I haven’t posted on this thread not because I’m uninterested in this topic but, rather, because of time limitations. I agree with what has been said so far, and believe that dbanward (Darrell Banward, University Press) is right on with his comment that we are trying to fit all of UNM into the same bucket, yet our needs and our customer’s expectations can be quite different. For example, the law school’s computing environment has used Exchange and AD since 1999. We use SharePoint workflows for various processes and have a high dependence on email integration with the client management system we use in our clinical law program. (We are the largest law firm in NM.) Our spam filter is customized for law. I’m pretty sure that our user’s expectations (and therefore Law IT’s expectations) are quite different than those of Computer Science, University Press, the research community, etc. Is there a mutual baseline expectation of service? Sure. But the devil is in the details and other than the assumption we all should have that relying on an enterprise service means *at least* the same level of service we currently provide, if not better, it’s hard for me to imagine that listing Law’s specific needs would benefit the greater UNM community. However, we do have the start of a Law-specific email SLA (about 9 pages worth) but it’s more along the lines of “here’s what we do now that we would continue to need” and quite frankly, I don’t have time to get it ready for public viewing right now.

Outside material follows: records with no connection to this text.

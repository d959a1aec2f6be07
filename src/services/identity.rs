use crate::models::IdentityUser;
use crate::utils::AppError;
use async_trait::async_trait;
use chrono::{Duration, Utc};
use jsonwebtoken::{encode, EncodingKey, Header};
use serde::{Deserialize, Serialize};
use std::collections::HashMap;
use tokio::sync::RwLock;

pub const EMAIL_EXISTS: &str = "The email address is already in use by another account.";
pub const INVALID_EMAIL: &str = "The email address is improperly formatted.";
pub const WEAK_PASSWORD: &str = "The password must be a string with at least 6 characters.";
pub const USER_NOT_FOUND: &str = "There is no user record corresponding to the provided identifier.";

pub const MIN_PASSWORD_LEN: usize = 6;

/// External system of record for accounts and token issuance.
#[async_trait]
pub trait IdentityService: Send + Sync + 'static {
    async fn create_user(&self, email: &str, password: &str) -> Result<IdentityUser, AppError>;
    async fn get_user_by_email(&self, email: &str) -> Result<IdentityUser, AppError>;
    async fn create_custom_token(&self, uid: &str) -> Result<String, AppError>;
}

// Custom token claims for the in-memory provider
#[derive(Debug, Serialize, Deserialize)]
pub struct DevTokenClaims {
    pub sub: String,
    pub uid: String,
    pub iat: usize,
    pub exp: usize,
    pub jti: String,
}

/// In-process identity provider with the same rejection rules as the hosted one.
pub struct MemoryIdentity {
    users: RwLock<HashMap<String, IdentityUser>>,
    token_secret: String,
}

impl MemoryIdentity {
    pub fn new(token_secret: impl Into<String>) -> Self {
        Self {
            users: RwLock::new(HashMap::new()),
            token_secret: token_secret.into(),
        }
    }
}

fn looks_like_email(email: &str) -> bool {
    match email.split_once('@') {
        Some((local, domain)) => !local.is_empty() && !domain.is_empty() && !domain.contains('@'),
        None => false,
    }
}

#[async_trait]
impl IdentityService for MemoryIdentity {
    async fn create_user(&self, email: &str, password: &str) -> Result<IdentityUser, AppError> {
        if !looks_like_email(email) {
            return Err(AppError::Identity(INVALID_EMAIL.to_string()));
        }
        if password.chars().count() < MIN_PASSWORD_LEN {
            return Err(AppError::Identity(WEAK_PASSWORD.to_string()));
        }

        let key = email.to_lowercase();
        let mut users = self.users.write().await;
        if users.contains_key(&key) {
            return Err(AppError::Identity(EMAIL_EXISTS.to_string()));
        }

        let user = IdentityUser {
            uid: uuid::Uuid::new_v4().simple().to_string(),
            email: key.clone(),
            email_verified: false,
            disabled: false,
        };
        users.insert(key, user.clone());
        Ok(user)
    }

    async fn get_user_by_email(&self, email: &str) -> Result<IdentityUser, AppError> {
        self.users
            .read()
            .await
            .get(&email.to_lowercase())
            .cloned()
            .ok_or_else(|| AppError::Identity(USER_NOT_FOUND.to_string()))
    }

    async fn create_custom_token(&self, uid: &str) -> Result<String, AppError> {
        let now = Utc::now();
        let claims = DevTokenClaims {
            sub: uid.to_string(),
            uid: uid.to_string(),
            iat: now.timestamp() as usize,
            exp: (now + Duration::hours(1)).timestamp() as usize,
            jti: uuid::Uuid::new_v4().to_string(),
        };

        Ok(encode(
            &Header::default(),
            &claims,
            &EncodingKey::from_secret(self.token_secret.as_ref()),
        )?)
    }
}

#[cfg(test)]
mod tests {
    use super::*;
    use jsonwebtoken::{decode, DecodingKey, Validation};

    #[tokio::test]
    async fn test_duplicate_email_rejected() {
        let identity = MemoryIdentity::new("secret");
        identity.create_user("ana@example.com", "hunter22").await.unwrap();

        let err = identity.create_user("Ana@Example.com", "hunter22").await.unwrap_err();
        assert_eq!(err, AppError::Identity(EMAIL_EXISTS.to_string()));
    }

    #[tokio::test]
    async fn test_weak_password_and_bad_email_rejected() {
        let identity = MemoryIdentity::new("secret");
        assert_eq!(
            identity.create_user("ana@example.com", "123").await.unwrap_err(),
            AppError::Identity(WEAK_PASSWORD.to_string())
        );
        assert_eq!(
            identity.create_user("not-an-email", "hunter22").await.unwrap_err(),
            AppError::Identity(INVALID_EMAIL.to_string())
        );
    }

    #[tokio::test]
    async fn test_lookup_by_email() {
        let identity = MemoryIdentity::new("secret");
        let created = identity.create_user("ana@example.com", "hunter22").await.unwrap();

        assert_eq!(identity.get_user_by_email("ana@example.com").await.unwrap(), created);
        assert!(identity.get_user_by_email("bob@example.com").await.is_err());
    }

    #[tokio::test]
    async fn test_custom_token_carries_uid() {
        let identity = MemoryIdentity::new("secret");
        let token = identity.create_custom_token("uid-1").await.unwrap();

        let claims = decode::<DevTokenClaims>(
            &token,
            &DecodingKey::from_secret(b"secret"),
            &Validation::default(),
        )
        .unwrap()
        .claims;
        assert_eq!(claims.uid, "uid-1");
    }
}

I also echo wvaldez’s (Walter Winegar-Valdez) comment that enterprise services are dependent upon departments having their own SLAs indicates that our departmental SLAs are somehow the foundation that enterprise services build upon. Perhaps the intent of the statement was Central IT has the expectation that departmental IT can and will provide baseline services but isn’t the idea of an enterprise service that all departments can use it? What about departments without any IT staff? It just seems a little weird.

I am very concerned about the blanket statement about the apparent considerable latitude UNM IT has to bill departments if UNM IT somehow determines (apparently on their own, without input from the department) that an issue is due to “lack of Department staff knowledge, planning or poor UNM implementation practices”. Should the department benefiting from that finding really be the ones determining it? Very scary thought.

Those are just my thoughts on a Tuesday afternoon. I’m sure more will come to me later.